The Ninth Circuit recently ruled that an alleged violation of California's illustration statutes could serve as a predicate for liability under the California Unfair Competition Law ("UCL"). Walker v. Life Ins. Co. of the SW, No. 15-55809, 2017 WL 836592 (9th Cir. Mar. 3, 2017). The ruling reversed in part a decision by the United States District Court for the Central District of California in a certified class action of indexed universal life policyholders residing in California. The state's illustration statutes, Cal. Ins. Code § 10509.950 et seq., are substantially similar to NAIC Model 582, and apply to all individual life insurance policies sold in California, with a few exceptions. Id. § 10509.952. The statutes mandate the inclusion of certain information, and prohibit various practices, including a requirement that insurers and producers may not "represent the policy as anything other than a life insurance policy [or] use or describe nonguaranteed elements in a manner that is misleading or has the capacity or tendency to mislead," among other things. Id. § 10509.955. 

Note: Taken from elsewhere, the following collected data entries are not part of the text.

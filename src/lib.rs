//! Pixel Racer - a two-car top-down racing game
//!
//! Core modules:
//! - `sim`: Deterministic simulation (kinematics, pixel masks, collisions, level state)
//! - `platform`: Clock, input, rendering and frame pacing collaborators
//! - `hud`: Per-frame draw list and HUD text
//! - `settings`: Data-driven tuning loaded from JSON
//! - `app`: The game loop tying the collaborators to a session

pub mod app;
pub mod hud;
pub mod platform;
pub mod settings;
pub mod sim;

pub use app::GameLoop;
pub use settings::{CarTuning, Settings};

use glam::DVec2;

/// Game configuration constants
pub mod consts {
    /// Target tick rate of the fixed-timestep loop
    pub const FPS: u32 = 60;
    /// Number of levels; the game is won once the player clears the last one
    pub const LEVELS: u32 = 7;

    /// Velocity gained per tick of throttle (and half of it lost per idle tick)
    pub const ACCELERATION: f64 = 0.08;

    /// Player car defaults
    pub const PLAYER_MAX_VEL: f64 = 2.0;
    pub const PLAYER_ROTATION_VEL: f64 = 4.0;
    pub const PLAYER_START: (f64, f64) = (140.0, 150.0);

    /// Computer car defaults
    pub const COMPUTER_MAX_VEL: f64 = 0.5;
    pub const COMPUTER_ROTATION_VEL: f64 = 4.0;
    pub const COMPUTER_START: (f64, f64) = (120.0, 150.0);
    /// Extra computer velocity per level
    pub const COMPUTER_LEVEL_STEP: f64 = 0.2;

    /// World position of the finish line's top-left corner
    pub const FINISH_POS: (i32, i32) = (100, 190);

    /// Freeze frame after a race is decided (ms)
    pub const FREEZE_MS: u32 = 3000;
    /// Refresh interval of the "press any key" prompt (ms)
    pub const START_PROMPT_MS: u32 = 1000;

    /// Alpha values strictly above this count as solid in a collision mask
    pub const MASK_ALPHA_THRESHOLD: u8 = 127;

    /// Hand-authored racing line for the computer car
    pub const TRACK_PATH: [(i32, i32); 18] = [
        (138, 108),
        (93, 47),
        (42, 92),
        (51, 368),
        (254, 571),
        (317, 416),
        (393, 360),
        (464, 417),
        (474, 551),
        (563, 572),
        (570, 305),
        (341, 280),
        (341, 196),
        (557, 199),
        (566, 72),
        (243, 55),
        (218, 275),
        (133, 200),
    ];
}

/// Position delta for one motion step along `angle_deg` at `vel`.
///
/// Heading 0 points up the screen (y grows downward) and positive angles turn
/// counter-clockwise, so both components are subtracted from the position.
#[inline]
pub fn heading_delta(angle_deg: f64, vel: f64) -> DVec2 {
    let radians = angle_deg.to_radians();
    DVec2::new(-radians.sin() * vel, -radians.cos() * vel)
}

/// Number of whole ticks covering `ms` at `fps` (rounded up, at least one).
/// Saturates at `u32::MAX`.
#[inline]
pub fn ms_to_ticks(ms: u32, fps: u32) -> u32 {
    let ticks = (u64::from(ms) * u64::from(fps)).div_ceil(1000);
    u32::try_from(ticks.max(1)).unwrap_or(u32::MAX)
}
//! Headless renderers

use glam::{DVec2, IVec2};

use super::Renderer;

/// Images the game draws; an asset layer maps these to real bitmaps
#[derive(Debug, Clone, Copy, PartialEq, Eq, Hash)]
pub enum ImageId {
    Grass,
    Track,
    TrackBorder,
    Finish,
    RedCar,
    GreenCar,
}

impl ImageId {
    pub fn as_str(&self) -> &'static str {
        match self {
            ImageId::Grass => "grass",
            ImageId::Track => "track",
            ImageId::TrackBorder => "track-border",
            ImageId::Finish => "finish",
            ImageId::RedCar => "red-car",
            ImageId::GreenCar => "green-car",
        }
    }
}

/// Logs banners at info level and everything else at trace level
#[derive(Debug, Default)]
pub struct LogRenderer {
    frames: u64,
    last_banner: Option<String>,
}

impl LogRenderer {
    pub fn new() -> Self {
        Self::default()
    }

    pub fn frames(&self) -> u64 {
        self.frames
    }
}

impl Renderer for LogRenderer {
    fn draw_image(&mut self, image: ImageId, pos: IVec2) {
        log::trace!("draw {} at {}", image.as_str(), pos);
    }

    fn draw_rotated(&mut self, image: ImageId, pos: DVec2, angle: f64) {
        log::trace!("draw {} at {:.1} rotated {:.1}", image.as_str(), pos, angle);
    }

    fn draw_text(&mut self, text: &str, pos: IVec2) {
        log::trace!("text {:?} at {}", text, pos);
    }

    fn draw_text_centered(&mut self, text: &str) {
        // Only log a banner when it changes
        if self.last_banner.as_deref() != Some(text) {
            log::info!("{}", text);
            self.last_banner = Some(text.to_string());
        }
    }

    fn present(&mut self) {
        self.frames += 1;
    }
}

/// A recorded draw call
#[derive(Debug, Clone, PartialEq)]
pub enum DrawCall {
    Image(ImageId, IVec2),
    Rotated(ImageId, DVec2, f64),
    Text(String, IVec2),
    Centered(String),
    Present,
}

/// Keeps every draw call, for tests
#[derive(Debug, Default)]
pub struct RecordingRenderer {
    pub calls: Vec<DrawCall>,
}

impl RecordingRenderer {
    pub fn new() -> Self {
        Self::default()
    }

    pub fn presents(&self) -> usize {
        self.calls.iter().filter(|c| **c == DrawCall::Present).count()
    }

    pub fn banners(&self) -> Vec<&str> {
        self.calls
            .iter()
            .filter_map(|c| match c {
                DrawCall::Centered(text) => Some(text.as_str()),
                _ => None,
            })
            .collect()
    }
}

impl Renderer for RecordingRenderer {
    fn draw_image(&mut self, image: ImageId, pos: IVec2) {
        self.calls.push(DrawCall::Image(image, pos));
    }

    fn draw_rotated(&mut self, image: ImageId, pos: DVec2, angle: f64) {
        self.calls.push(DrawCall::Rotated(image, pos, angle));
    }

    fn draw_text(&mut self, text: &str, pos: IVec2) {
        self.calls.push(DrawCall::Text(text.to_string(), pos));
    }

    fn draw_text_centered(&mut self, text: &str) {
        self.calls.push(DrawCall::Centered(text.to_string()));
    }

    fn present(&mut self) {
        self.calls.push(DrawCall::Present);
    }
}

Plaintiff alleged that the insurer violated California's statutes because it touted the policies as retirement or investment vehicles, "misrepresent[ed]" the costs, risks, safety and security of the policies, treated policy lapse "in a misleading matter," "deceptively present[ed] the guarantee values, fail[ed] to define key terms, and impl[ied] that nonguaranteed elements are annual guarantees." The district court dismissed those claims early in the case. Subsequently, the California Supreme Court issued two opinions seemingly giving the UCL's unlawful prong a broader interpretation. Rose v. Bank of Am., 57 Cal. 4th 390 (2013); Zhang v. Cal. Capital Ins. Co., 57 Cal. 4th 364 (2013). However, the district court denied reconsideration of its earlier orders.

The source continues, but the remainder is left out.